Hutchins states, as we have seen, that Azariah Pinney left his estate in Bettiscombe (he does not allude to the exodus to the West Indies, the story being apparently unknown to him) on his death to his cousin, John Frederick Pinney, M.P. for Bridport, who, dying in 1762, left it again to his nephew (it should be cousin), John Pretor, who assumed the name of Pinney and was sheriff of Dorset in 1764.

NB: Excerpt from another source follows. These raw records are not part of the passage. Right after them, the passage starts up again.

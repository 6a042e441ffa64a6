//! Error types for the storefront platform.

use thiserror::Error;

#[derive(Debug, Error)]
pub enum StorefrontError {
    #[error("Entity not found: {entity} with id {id}")]
    NotFound { entity: String, id: String },

    #[error("Entity already exists: {entity}")]
    AlreadyExists { entity: String },

    #[error("Validation error: {message}")]
    Validation { message: String },

    #[error("Tenant context missing or invalid")]
    TenantContext,

    #[error("Database error: {0}")]
    Database(String),

    #[error("Cryptography error: {0}")]
    Crypto(String),

    #[error("Internal error: {0}")]
    Internal(String),
}

impl StorefrontError {
    /// Shorthand for a validation failure with a formatted message.
    pub fn validation(message: impl Into<String>) -> Self {
        StorefrontError::Validation {
            message: message.into(),
        }
    }

    /// Shorthand for a not-found failure.
    pub fn not_found(entity: impl Into<String>, id: impl ToString) -> Self {
        StorefrontError::NotFound {
            entity: entity.into(),
            id: id.to_string(),
        }
    }
}

pub type StorefrontResult<T> = std::result::Result<T, StorefrontError>;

But the identification of this Azariah Penney of Hutchins with Azariah Pinney of Nevis is very convincing to my mind. I am in possession of evidence obtained in Nevis that estates there became the property of this John Frederick Pinney, which, on his death in 1762, passed to a John Pinney, who came out to Nevis in 1764, the date Hutchins gives as that of his shrievalty of Dorset, and whose son, John Frederick (the second), parted with the Nevis estates to Edward Huggins, of Nevis, in 1810 or 1811.

In an old "Plantation Book," kindly lent to me whilst I was in Nevis by Miss Huggins, appears an inventory of slaves and other chattels taken from time to time belonging to the Pinney Estates in the parish of St. Thomas, Lowlands, in the Island of Nevis. He gives a list of those slaves born since the death of John Frederick Pinney, Esq., who died November 2nd, 1762, and who were living on the 23rd of June, 1793, consisting of about 40 boys and girls. At the same date (1783) occurs a list of negroes "and other slaves" (!) purchased by John Pinney, and now living, since his first arrival in Nevis, December the 23rd, 1764. Then follow the names of these new purchases in 1765–7, amongst which occur the names of Weymouth," "Bridport," and-if anything further was necessary to show where their owner John Pinney came from-" Bettiscombe "!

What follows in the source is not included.